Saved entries
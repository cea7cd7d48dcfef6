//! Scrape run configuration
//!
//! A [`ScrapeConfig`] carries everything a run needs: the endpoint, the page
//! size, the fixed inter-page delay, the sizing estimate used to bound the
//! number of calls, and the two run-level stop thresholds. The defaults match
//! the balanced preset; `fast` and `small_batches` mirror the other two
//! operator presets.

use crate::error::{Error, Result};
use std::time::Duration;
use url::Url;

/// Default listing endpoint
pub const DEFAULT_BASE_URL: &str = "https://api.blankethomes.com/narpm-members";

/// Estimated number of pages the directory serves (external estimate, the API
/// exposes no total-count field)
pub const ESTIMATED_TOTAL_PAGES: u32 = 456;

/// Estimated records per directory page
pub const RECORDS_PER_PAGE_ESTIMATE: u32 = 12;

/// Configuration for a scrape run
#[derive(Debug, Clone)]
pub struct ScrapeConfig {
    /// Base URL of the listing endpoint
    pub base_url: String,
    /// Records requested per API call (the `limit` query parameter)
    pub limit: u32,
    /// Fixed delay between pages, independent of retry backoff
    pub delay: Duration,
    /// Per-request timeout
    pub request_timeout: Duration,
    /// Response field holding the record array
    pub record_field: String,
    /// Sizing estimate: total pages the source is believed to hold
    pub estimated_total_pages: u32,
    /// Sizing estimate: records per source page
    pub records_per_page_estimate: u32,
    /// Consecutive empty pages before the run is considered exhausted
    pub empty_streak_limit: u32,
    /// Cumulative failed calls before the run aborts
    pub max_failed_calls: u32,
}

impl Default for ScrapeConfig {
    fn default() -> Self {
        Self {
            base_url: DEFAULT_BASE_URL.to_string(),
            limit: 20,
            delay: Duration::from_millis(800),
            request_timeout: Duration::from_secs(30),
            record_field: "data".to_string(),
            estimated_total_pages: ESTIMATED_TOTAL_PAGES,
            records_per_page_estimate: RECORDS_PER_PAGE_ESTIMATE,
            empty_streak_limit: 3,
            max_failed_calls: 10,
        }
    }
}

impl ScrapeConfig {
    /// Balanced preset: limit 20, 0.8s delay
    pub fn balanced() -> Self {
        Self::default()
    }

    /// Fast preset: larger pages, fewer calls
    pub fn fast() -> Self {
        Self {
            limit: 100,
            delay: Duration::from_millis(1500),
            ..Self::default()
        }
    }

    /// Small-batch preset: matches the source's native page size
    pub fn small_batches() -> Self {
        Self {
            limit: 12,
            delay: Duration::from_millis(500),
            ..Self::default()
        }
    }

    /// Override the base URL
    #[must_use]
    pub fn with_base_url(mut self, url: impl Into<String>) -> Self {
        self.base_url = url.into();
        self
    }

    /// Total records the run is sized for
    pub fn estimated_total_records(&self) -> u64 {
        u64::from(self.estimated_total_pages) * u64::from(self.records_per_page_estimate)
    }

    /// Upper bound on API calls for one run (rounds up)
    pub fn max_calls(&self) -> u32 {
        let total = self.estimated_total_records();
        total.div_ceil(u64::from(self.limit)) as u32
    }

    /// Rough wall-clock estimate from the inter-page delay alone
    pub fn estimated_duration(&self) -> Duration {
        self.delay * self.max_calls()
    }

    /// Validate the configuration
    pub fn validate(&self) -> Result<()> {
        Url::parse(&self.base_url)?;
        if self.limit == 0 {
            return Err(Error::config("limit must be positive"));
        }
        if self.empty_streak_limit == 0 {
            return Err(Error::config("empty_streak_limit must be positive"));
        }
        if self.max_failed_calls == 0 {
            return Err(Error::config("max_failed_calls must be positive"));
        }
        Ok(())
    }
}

--

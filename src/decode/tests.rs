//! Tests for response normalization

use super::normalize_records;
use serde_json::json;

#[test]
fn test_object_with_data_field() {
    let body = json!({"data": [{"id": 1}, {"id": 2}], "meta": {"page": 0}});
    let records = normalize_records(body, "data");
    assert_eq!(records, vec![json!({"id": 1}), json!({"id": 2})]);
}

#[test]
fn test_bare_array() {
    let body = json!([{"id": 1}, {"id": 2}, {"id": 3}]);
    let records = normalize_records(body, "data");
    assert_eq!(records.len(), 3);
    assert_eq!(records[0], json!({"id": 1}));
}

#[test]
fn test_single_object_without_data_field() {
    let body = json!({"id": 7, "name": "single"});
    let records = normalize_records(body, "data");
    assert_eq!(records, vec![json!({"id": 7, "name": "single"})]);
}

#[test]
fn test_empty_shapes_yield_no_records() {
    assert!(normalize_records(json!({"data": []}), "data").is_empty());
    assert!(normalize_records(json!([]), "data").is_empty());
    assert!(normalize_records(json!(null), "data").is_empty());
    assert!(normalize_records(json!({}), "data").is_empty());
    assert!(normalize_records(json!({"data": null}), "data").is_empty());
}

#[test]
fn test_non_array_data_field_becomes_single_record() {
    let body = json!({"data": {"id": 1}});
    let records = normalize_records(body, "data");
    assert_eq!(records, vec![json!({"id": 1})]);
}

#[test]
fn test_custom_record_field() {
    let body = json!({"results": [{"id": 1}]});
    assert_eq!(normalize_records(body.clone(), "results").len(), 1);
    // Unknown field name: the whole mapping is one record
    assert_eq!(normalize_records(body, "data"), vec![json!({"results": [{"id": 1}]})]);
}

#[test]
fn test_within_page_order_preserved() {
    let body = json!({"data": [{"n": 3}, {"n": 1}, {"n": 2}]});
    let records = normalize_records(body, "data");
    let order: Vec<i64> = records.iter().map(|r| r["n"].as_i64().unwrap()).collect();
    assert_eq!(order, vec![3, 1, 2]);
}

* * *

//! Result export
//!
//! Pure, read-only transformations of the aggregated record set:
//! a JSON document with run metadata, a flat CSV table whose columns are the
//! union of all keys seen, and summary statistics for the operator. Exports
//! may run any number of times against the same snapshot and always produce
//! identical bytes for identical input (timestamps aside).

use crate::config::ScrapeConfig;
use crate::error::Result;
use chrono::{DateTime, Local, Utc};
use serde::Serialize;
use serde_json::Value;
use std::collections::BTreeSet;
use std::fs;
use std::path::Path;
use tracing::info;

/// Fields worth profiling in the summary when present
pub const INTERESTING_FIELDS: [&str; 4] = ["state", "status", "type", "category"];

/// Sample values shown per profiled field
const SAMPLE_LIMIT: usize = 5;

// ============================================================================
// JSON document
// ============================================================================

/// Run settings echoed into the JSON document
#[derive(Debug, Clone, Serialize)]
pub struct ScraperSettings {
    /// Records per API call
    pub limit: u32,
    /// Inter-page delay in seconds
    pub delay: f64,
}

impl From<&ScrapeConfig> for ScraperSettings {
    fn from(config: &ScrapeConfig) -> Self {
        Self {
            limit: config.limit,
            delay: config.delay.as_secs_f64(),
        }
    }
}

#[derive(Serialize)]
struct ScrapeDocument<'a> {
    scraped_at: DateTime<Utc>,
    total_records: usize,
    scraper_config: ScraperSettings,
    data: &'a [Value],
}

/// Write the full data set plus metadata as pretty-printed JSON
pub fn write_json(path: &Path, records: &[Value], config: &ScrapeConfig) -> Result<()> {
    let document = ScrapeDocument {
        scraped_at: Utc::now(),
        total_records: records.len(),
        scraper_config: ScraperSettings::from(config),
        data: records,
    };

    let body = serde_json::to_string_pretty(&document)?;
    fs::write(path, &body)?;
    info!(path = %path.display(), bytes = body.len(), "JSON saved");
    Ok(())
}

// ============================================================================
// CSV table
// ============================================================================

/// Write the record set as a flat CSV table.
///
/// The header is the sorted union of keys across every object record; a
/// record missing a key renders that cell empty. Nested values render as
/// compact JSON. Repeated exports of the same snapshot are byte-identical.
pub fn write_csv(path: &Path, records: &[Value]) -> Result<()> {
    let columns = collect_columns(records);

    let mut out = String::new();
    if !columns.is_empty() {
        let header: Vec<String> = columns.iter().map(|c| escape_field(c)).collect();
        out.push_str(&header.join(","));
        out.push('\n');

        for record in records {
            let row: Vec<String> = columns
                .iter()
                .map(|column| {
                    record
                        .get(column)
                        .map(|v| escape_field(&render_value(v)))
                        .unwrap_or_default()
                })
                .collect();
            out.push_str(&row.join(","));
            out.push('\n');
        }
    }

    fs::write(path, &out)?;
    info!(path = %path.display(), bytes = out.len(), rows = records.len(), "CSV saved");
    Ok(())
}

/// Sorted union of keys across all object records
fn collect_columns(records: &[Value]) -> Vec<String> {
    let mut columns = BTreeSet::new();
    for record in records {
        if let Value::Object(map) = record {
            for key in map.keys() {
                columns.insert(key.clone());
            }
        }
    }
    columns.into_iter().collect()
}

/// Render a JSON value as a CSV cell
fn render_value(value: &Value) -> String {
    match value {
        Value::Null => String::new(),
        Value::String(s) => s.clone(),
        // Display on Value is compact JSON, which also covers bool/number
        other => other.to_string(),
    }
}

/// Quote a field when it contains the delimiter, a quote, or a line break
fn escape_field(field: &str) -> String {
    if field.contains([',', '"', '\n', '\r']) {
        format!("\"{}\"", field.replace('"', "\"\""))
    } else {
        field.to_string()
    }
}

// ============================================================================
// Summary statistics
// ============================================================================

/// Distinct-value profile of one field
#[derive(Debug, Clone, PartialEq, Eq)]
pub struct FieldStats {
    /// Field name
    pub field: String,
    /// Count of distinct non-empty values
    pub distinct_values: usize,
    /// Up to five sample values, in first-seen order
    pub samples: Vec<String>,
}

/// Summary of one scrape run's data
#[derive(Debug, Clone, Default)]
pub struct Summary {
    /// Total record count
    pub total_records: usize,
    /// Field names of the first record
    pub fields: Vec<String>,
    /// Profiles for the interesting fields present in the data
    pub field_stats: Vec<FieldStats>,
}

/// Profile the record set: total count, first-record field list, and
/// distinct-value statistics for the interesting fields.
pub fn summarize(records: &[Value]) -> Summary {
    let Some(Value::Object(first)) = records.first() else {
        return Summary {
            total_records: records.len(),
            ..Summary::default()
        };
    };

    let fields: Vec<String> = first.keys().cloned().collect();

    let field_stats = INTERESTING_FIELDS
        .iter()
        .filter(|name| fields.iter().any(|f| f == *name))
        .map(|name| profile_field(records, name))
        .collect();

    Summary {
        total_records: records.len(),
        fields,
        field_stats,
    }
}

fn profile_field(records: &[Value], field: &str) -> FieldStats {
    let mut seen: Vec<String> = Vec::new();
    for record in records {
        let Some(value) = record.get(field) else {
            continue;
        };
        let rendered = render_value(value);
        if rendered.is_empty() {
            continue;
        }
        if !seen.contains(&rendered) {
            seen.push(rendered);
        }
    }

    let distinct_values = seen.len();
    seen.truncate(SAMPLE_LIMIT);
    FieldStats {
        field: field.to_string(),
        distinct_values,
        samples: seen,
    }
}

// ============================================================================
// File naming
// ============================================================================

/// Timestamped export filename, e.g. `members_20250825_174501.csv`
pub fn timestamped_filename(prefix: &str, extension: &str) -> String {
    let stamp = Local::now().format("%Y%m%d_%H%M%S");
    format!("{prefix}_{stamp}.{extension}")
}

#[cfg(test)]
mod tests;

▶ **EXERCISE DESCRIPTION**: Only the lines above from the one with "pub struct FieldStats" up to and including the one with "field list, and" should be repeated, exactly as written.

▶ **TASK OUTPUT**:
pub struct FieldStats {
    /// Field name
    pub field: String,
    /// Count of distinct non-empty values
    pub distinct_values: usize,
    /// Up to five sample values, in first-seen order
    pub samples: Vec<String>,
}

/// Summary of one scrape run's data
#[derive(Debug, Clone, Default)]
pub struct Summary {
    /// Total record count
    pub total_records: usize,
    /// Field names of the first record
    pub fields: Vec<String>,
    /// Profiles for the interesting fields present in the data
    pub field_stats: Vec<FieldStats>,
}

/// Profile the record set: total count, first-record field list, and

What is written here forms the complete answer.